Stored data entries

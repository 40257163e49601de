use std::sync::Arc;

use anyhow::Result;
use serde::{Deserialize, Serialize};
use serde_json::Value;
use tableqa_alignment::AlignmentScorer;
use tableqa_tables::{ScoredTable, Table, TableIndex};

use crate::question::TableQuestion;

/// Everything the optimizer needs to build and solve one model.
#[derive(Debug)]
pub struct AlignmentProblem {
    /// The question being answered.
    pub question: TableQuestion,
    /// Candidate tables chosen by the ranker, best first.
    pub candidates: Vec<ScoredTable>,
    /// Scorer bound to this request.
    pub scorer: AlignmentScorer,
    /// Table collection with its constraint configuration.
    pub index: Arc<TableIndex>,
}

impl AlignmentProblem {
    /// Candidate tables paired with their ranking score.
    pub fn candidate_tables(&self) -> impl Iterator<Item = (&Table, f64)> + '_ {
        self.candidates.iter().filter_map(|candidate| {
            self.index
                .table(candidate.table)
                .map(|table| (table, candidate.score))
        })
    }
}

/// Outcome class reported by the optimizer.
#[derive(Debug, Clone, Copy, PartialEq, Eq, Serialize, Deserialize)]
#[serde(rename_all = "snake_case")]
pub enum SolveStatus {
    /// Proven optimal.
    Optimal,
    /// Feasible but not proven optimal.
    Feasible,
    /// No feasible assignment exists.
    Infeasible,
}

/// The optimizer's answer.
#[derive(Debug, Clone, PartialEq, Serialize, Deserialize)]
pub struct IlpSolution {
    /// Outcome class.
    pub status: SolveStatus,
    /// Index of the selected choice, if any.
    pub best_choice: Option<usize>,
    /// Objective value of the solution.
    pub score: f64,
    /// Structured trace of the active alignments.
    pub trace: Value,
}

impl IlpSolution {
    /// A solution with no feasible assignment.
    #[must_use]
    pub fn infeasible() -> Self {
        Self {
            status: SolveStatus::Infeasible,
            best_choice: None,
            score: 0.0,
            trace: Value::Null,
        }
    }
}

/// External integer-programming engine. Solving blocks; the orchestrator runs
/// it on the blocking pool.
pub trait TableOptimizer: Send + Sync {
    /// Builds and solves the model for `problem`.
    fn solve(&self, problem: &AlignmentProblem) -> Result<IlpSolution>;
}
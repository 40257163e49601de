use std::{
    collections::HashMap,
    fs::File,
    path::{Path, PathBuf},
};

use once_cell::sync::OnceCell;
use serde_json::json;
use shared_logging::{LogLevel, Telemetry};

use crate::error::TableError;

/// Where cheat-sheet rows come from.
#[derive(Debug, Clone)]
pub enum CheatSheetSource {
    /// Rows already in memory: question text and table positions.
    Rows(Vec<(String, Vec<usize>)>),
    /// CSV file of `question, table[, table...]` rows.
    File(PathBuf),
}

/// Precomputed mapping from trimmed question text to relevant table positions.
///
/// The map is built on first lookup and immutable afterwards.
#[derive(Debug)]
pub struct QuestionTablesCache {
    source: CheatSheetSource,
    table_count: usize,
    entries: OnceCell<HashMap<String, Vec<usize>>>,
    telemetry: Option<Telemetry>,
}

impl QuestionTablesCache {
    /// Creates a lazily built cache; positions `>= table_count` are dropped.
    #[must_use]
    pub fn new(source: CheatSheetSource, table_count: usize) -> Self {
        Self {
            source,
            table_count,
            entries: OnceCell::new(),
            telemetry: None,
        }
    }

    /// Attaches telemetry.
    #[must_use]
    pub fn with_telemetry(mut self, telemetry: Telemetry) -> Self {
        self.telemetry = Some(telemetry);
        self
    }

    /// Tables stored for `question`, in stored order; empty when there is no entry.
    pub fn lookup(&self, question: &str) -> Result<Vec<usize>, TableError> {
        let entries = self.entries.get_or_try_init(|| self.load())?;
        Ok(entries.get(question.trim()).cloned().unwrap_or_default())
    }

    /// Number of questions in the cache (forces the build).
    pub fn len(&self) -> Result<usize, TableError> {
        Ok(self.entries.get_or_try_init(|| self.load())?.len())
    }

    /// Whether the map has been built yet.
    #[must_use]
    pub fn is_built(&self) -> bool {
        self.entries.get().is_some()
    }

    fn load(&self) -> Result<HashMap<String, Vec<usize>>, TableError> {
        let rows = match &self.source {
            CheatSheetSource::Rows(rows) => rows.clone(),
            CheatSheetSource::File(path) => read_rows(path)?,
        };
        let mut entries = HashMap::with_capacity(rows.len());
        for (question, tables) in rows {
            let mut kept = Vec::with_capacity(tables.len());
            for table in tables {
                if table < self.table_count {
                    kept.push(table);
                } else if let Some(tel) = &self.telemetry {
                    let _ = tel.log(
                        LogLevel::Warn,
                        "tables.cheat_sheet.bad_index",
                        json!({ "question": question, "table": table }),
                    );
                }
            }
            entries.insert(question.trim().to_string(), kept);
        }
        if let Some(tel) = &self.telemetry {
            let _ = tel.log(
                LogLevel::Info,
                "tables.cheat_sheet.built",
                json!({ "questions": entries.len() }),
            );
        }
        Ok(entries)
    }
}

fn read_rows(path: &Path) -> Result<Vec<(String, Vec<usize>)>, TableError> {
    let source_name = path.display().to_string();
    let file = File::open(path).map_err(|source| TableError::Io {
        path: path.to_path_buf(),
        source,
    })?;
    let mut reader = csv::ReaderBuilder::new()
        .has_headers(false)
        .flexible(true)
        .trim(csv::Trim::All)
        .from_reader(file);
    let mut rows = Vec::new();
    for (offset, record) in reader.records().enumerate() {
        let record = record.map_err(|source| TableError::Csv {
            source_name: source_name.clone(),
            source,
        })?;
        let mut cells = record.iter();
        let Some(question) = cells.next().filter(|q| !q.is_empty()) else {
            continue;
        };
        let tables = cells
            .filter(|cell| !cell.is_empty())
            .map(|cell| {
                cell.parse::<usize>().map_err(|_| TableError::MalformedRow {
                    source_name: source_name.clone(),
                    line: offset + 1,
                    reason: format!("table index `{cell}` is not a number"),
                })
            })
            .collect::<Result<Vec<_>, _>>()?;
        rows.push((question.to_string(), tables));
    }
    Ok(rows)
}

- **EXERCISE REQUIREMENTS**
What you return must match the records above exactly.

- **RESPONSE TO THE EXERCISE**
repository 40257163e49601de
use std::sync::Arc;

use anyhow::Result;
use serde::{Deserialize, Serialize};
use serde_json::Value;
use tableqa_alignment::AlignmentScorer;
use tableqa_tables::{ScoredTable, Table, TableIndex};

use crate::question::TableQuestion;

/// Everything the optimizer needs to build and solve one model.
#[derive(Debug)]
pub struct AlignmentProblem {
    /// The question being answered.
    pub question: TableQuestion,
    /// Candidate tables chosen by the ranker, best first.
    pub candidates: Vec<ScoredTable>,
    /// Scorer bound to this request.
    pub scorer: AlignmentScorer,
    /// Table collection with its constraint configuration.
    pub index: Arc<TableIndex>,
}

impl AlignmentProblem {
    /// Candidate tables paired with their ranking score.
    pub fn candidate_tables(&self) -> impl Iterator<Item = (&Table, f64)> + '_ {
        self.candidates.iter().filter_map(|candidate| {
            self.index
                .table(candidate.table)
                .map(|table| (table, candidate.score))
        })
    }
}

/// Outcome class reported by the optimizer.
#[derive(Debug, Clone, Copy, PartialEq, Eq, Serialize, Deserialize)]
#[serde(rename_all = "snake_case")]
pub enum SolveStatus {
    /// Proven optimal.
    Optimal,
    /// Feasible but not proven optimal.
    Feasible,
    /// No feasible assignment exists.
    Infeasible,
}

/// The optimizer's answer.
#[derive(Debug, Clone, PartialEq, Serialize, Deserialize)]
pub struct IlpSolution {
    /// Outcome class.
    pub status: SolveStatus,
    /// Index of the selected choice, if any.
    pub best_choice: Option<usize>,
    /// Objective value of the solution.
    pub score: f64,
    /// Structured trace of the active alignments.
    pub trace: Value,
}

impl IlpSolution {
    /// A solution with no feasible assignment.
    #[must_use]
    pub fn infeasible() -> Self {
        Self {
            status: SolveStatus::Infeasible,
            best_choice: None,
            score: 0.0,
            trace: Value::Null,
        }
    }
}

/// External integer-programming engine. Solving blocks; the orchestrator runs
/// it on the blocking pool.
pub trait TableOptimizer: Send + Sync {
    /// Builds and solves the model for `problem`.
    fn solve(&self, problem: &AlignmentProblem) -> Result<IlpSolution>;
}
repository 40257163e49601de
use std::{
    collections::HashMap,
    fs::File,
    path::{Path, PathBuf},
};

use once_cell::sync::OnceCell;
use serde_json::json;
use shared_logging::{LogLevel, Telemetry};

use crate::error::TableError;

/// Where cheat-sheet rows come from.
#[derive(Debug, Clone)]
pub enum CheatSheetSource {
    /// Rows already in memory: question text and table positions.
    Rows(Vec<(String, Vec<usize>)>),
    /// CSV file of `question, table[, table...]` rows.
    File(PathBuf),
}

/// Precomputed mapping from trimmed question text to relevant table positions.
///
/// The map is built on first lookup and immutable afterwards.
#[derive(Debug)]
pub struct QuestionTablesCache {
    source: CheatSheetSource,
    table_count: usize,
    entries: OnceCell<HashMap<String, Vec<usize>>>,
    telemetry: Option<Telemetry>,
}

impl QuestionTablesCache {
    /// Creates a lazily built cache; positions `>= table_count` are dropped.
    #[must_use]
    pub fn new(source: CheatSheetSource, table_count: usize) -> Self {
        Self {
            source,
            table_count,
            entries: OnceCell::new(),
            telemetry: None,
        }
    }

    /// Attaches telemetry.
    #[must_use]
    pub fn with_telemetry(mut self, telemetry: Telemetry) -> Self {
        self.telemetry = Some(telemetry);
        self
    }

    /// Tables stored for `question`, in stored order; empty when there is no entry.
    pub fn lookup(&self, question: &str) -> Result<Vec<usize>, TableError> {
        let entries = self.entries.get_or_try_init(|| self.load())?;
        Ok(entries.get(question.trim()).cloned().unwrap_or_default())
    }

    /// Number of questions in the cache (forces the build).
    pub fn len(&self) -> Result<usize, TableError> {
        Ok(self.entries.get_or_try_init(|| self.load())?.len())
    }

    /// Whether the map has been built yet.
    #[must_use]
    pub fn is_built(&self) -> bool {
        self.entries.get().is_some()
    }

    fn load(&self) -> Result<HashMap<String, Vec<usize>>, TableError> {
        let rows = match &self.source {
            CheatSheetSource::Rows(rows) => rows.clone(),
            CheatSheetSource::File(path) => read_rows(path)?,
        };
        let mut entries = HashMap::with_capacity(rows.len());
        for (question, tables) in rows {
            let mut kept = Vec::with_capacity(tables.len());
            for table in tables {
                if table < self.table_count {
                    kept.push(table);
                } else if let Some(tel) = &self.telemetry {
                    let _ = tel.log(
                        LogLevel::Warn,
                        "tables.cheat_sheet.bad_index",
                        json!({ "question": question, "table": table }),
                    );
                }
            }
            entries.insert(question.trim().to_string(), kept);
        }
        if let Some(tel) = &self.telemetry {
            let _ = tel.log(
                LogLevel::Info,
                "tables.cheat_sheet.built",
                json!({ "questions": entries.len() }),
            );
        }
        Ok(entries)
    }
}

fn read_rows(path: &Path) -> Result<Vec<(String, Vec<usize>)>, TableError> {
    let source_name = path.display().to_string();
    let file = File::open(path).map_err(|source| TableError::Io {
        path: path.to_path_buf(),
        source,
    })?;
    let mut reader = csv::ReaderBuilder::new()
        .has_headers(false)
        .flexible(true)
        .trim(csv::Trim::All)
        .from_reader(file);
    let mut rows = Vec::new();
    for (offset, record) in reader.records().enumerate() {
        let record = record.map_err(|source| TableError::Csv {
            source_name: source_name.clone(),
            source,
        })?;
        let mut cells = record.iter();
        let Some(question) = cells.next().filter(|q| !q.is_empty()) else {
            continue;
        };
        let tables = cells
            .filter(|cell| !cell.is_empty())
            .map(|cell| {
                cell.parse::<usize>().map_err(|_| TableError::MalformedRow {
                    source_name: source_name.clone(),
                    line: offset + 1,
                    reason: format!("table index `{cell}` is not a number"),
                })
            })
            .collect::<Result<Vec<_>, _>>()?;
        rows.push((question.to_string(), tables));
    }
    Ok(rows)
}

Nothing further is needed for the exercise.